The experience with heparin changed the way the FDA thought about complex drugs and drugs that were approved before modern testing paradigms were established (e.g., the International Conference on Harmonization). The FDA, proactively, in collaboration with USP and stakeholders, has initiated compendial improvements for safeguarding drug supply chains for many widely used pharmaceutical drugs (biologicals and small molecules) by updating the old specifications with emphasis on critical quality attributes like potency and impurities (see http://www.usp.org/usp-nf/development-process/monograph-modernization). The implementation of orthogonal USP tests for key intermediates, active pharmaceutical ingredients or drug products enables multi-layer confirmation of drug structural and functional properties along the supply chain. The FDA has established a Monograph Modernization Working Group that interfaces with the USP Monograph Modernization Program. The main task of this program is to update outdated test methods and improve the related critical quality attributes such as, identity, assay, potency, purity for many widely used drugs. In addition, this program provides updated public standards and materials useful for independent validation of analytical methodology pertinent to compendial requirements.

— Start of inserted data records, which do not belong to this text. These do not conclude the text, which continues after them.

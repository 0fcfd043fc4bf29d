//! [`CommitScheduler`] – serializes reconciliation passes and drives the
//! registry's connection lifecycle.
//!
//! # State machine
//!
//! ```text
//! Building ──connect()──▶ Connecting ──handshake ok──▶ Connected
//!    ▲                        │                            │
//!    ├── handshake failed ────┤ (Retry)                    │
//!    ├── connect() dropped ───┤ (Retry)                    │
//!    └── sink disconnected ◀──┴── (AwaitReconnect) ◀───────┘
//!
//! any state ──shutdown() / fatal error──▶ Closing ──▶ Closed
//! ```
//!
//! # Passes
//!
//! [`CommitScheduler::submit`] drops the snapshot into a single-slot mailbox
//! (newer snapshots overwrite older ones that have not started) and then
//! waits for the pass lock.  Whoever holds the lock drains the mailbox, so at
//! most one pass runs at a time and intermediate snapshots coalesce.  A pass
//! that has started always runs to completion.
//!
//! Once connected, every pass that changed the registry is followed by a
//! best-effort [`RegistryAdapter::notify_list_changed`].
//!
//! # Handshake
//!
//! The transport handshake runs without the pass lock, so
//! [`CommitScheduler::shutdown`] and [`CommitScheduler::handle_disconnect`]
//! never wait for it; either one abandons a pending handshake.  Dropping a
//! [`CommitScheduler::connect`] future mid-handshake counts as a failed
//! attempt and follows [`SchedulerConfig::on_connect_failure`].

use std::sync::atomic::{AtomicU64, Ordering};
use std::sync::{Arc, Mutex, PoisonError};
use std::time::Duration;

use serde::{Deserialize, Serialize};
use tokio::sync::watch;
use tokio::task::JoinHandle;
use tooltree_registry::{RegistryAdapter, RegistryEventPayload, Transport};
use tooltree_types::Snapshot;
use tracing::{debug, error, info, warn};

use crate::engine::{PassReport, ReconciliationEngine};
use crate::error::{ReconcileError, SchedulerError};
use crate::record::RegistrationRecord;

// ─────────────────────────────────────────────────────────────────────────────
// Configuration
// ─────────────────────────────────────────────────────────────────────────────

/// Lifecycle state of a [`CommitScheduler`].
#[derive(Debug, Clone, Copy, PartialEq, Eq, Hash, Serialize, Deserialize)]
#[serde(rename_all = "snake_case")]
pub enum SchedulerState {
    /// Accepting snapshots; the registry is not exposed yet.
    Building,
    /// Transport handshake in progress.
    Connecting,
    /// Snapshots are applied live and announced.
    Connected,
    Closing,
    /// Terminal.
    Closed,
}

impl SchedulerState {
    pub fn is_terminal(self) -> bool {
        matches!(self, SchedulerState::Closing | SchedulerState::Closed)
    }
}

/// What to do when the sink reports that its transport went away.
#[derive(Debug, Clone, Copy, PartialEq, Eq, Default, Serialize, Deserialize)]
#[serde(rename_all = "snake_case")]
pub enum DisconnectPolicy {
    /// Clear the record, go back to `Building` and hold snapshots until the
    /// next successful `connect`.
    #[default]
    AwaitReconnect,
    /// Clear the record and close the scheduler.
    Terminate,
}

/// What to do when the transport handshake fails, times out or is dropped.
#[derive(Debug, Clone, Copy, PartialEq, Eq, Default, Serialize, Deserialize)]
#[serde(rename_all = "snake_case")]
pub enum ConnectFailurePolicy {
    /// Fall back to `Building`; `connect` may be called again.
    #[default]
    Retry,
    /// Close the scheduler.
    Fatal,
}

/// Configuration bundle for [`CommitScheduler`].
#[derive(Debug, Clone)]
pub struct SchedulerConfig {
    /// Upper bound on the transport handshake.
    pub connect_timeout: Duration,
    pub on_disconnect: DisconnectPolicy,
    pub on_connect_failure: ConnectFailurePolicy,
    /// Close the scheduler when a pass hits
    /// [`ReconcileError::DuplicateRegistration`].
    pub strict_invariants: bool,
}

impl Default for SchedulerConfig {
    fn default() -> Self {
        Self {
            connect_timeout: Duration::from_secs(10),
            on_disconnect: DisconnectPolicy::default(),
            on_connect_failure: ConnectFailurePolicy::default(),
            strict_invariants: cfg!(debug_assertions),
        }
    }
}

// ─────────────────────────────────────────────────────────────────────────────
// CommitScheduler
// ─────────────────────────────────────────────────────────────────────────────

/// State guarded by the pass lock.
struct PassState {
    /// Tree the record was last converged onto.
    committed: Snapshot,
    /// Most recent snapshot handed to the scheduler.
    latest: Snapshot,
    /// Set after a disconnect until the next successful `connect`.
    suspended: bool,
}

/// Single-writer front door to the reconciliation engine.
///
/// Share it as `Arc<CommitScheduler>`: every method takes `&self`.
pub struct CommitScheduler {
    engine: ReconciliationEngine,
    pass: tokio::sync::Mutex<PassState>,
    mailbox: Mutex<Option<Snapshot>>,
    state: watch::Sender<SchedulerState>,
    /// Id of the most recent connect attempt.  Only changed while the state
    /// value is locked, together with the move into `Connecting`.
    attempt: AtomicU64,
    adapter: Arc<dyn RegistryAdapter>,
    record: Arc<RegistrationRecord>,
    config: SchedulerConfig,
    passes: AtomicU64,
}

The morbidity and mortality arising from contaminated heparin from 2007 to 2008 was one of the most negative episodes of a toxic drug product reaching the market in the United States since the ‘Elixir of Sulfonilamide’ poisoning in the late 1930s, which led to the passage of the US Food, Drug and Cosmetic Act. Many might have argued that the safety nets in existence in 2008 arising in the 70 years since creation of that Act and its subsequent revisions should have prevented the event from occurring, but the event itself proved that this was not the case. Just as the Elixir of Sulfanilamide had a continuing impact on how the United States regulates the quality of medicines, the expectation is that the episode of contamination of heparin drug substance with OSCS will continue to have a profound influence on regulatory oversight. A particular example is the recently concluded Drug Quality and Security Act, the latter part of which speaks to good supply chain practices.

The new USP heparin monograph can now presumably protect against contamination with OSCS, provided Good Manufacturing Practices are followed and testing occurs when ingredients are taken out of quarantine and at batch release. Are there other contaminants that could ‘get past’ the tests of the new monograph? We do not think so, but even if that conviction is borne out, the overall challenge of a potency test, important for many natural source and recombination therapeutics, substantially broadens the risk, compared with unequivocal and specific analytical techniques for chemically synthesized medicines.

Taken together, the experience of heparin in the United States and elsewhere shows that ensuring the integrity of the supply chain of naturally sourced biologic drugs is fraught with challenges—to manufacturers, to regulatory agencies and to practitioners. The steps taken by US regulatory authorities and the US pharmacopeia following the heparin contamination events in 2007 and 2008 have put in place safeguards giving greater confidence that contaminants can be prevented from entering the marketplace in a similar manner.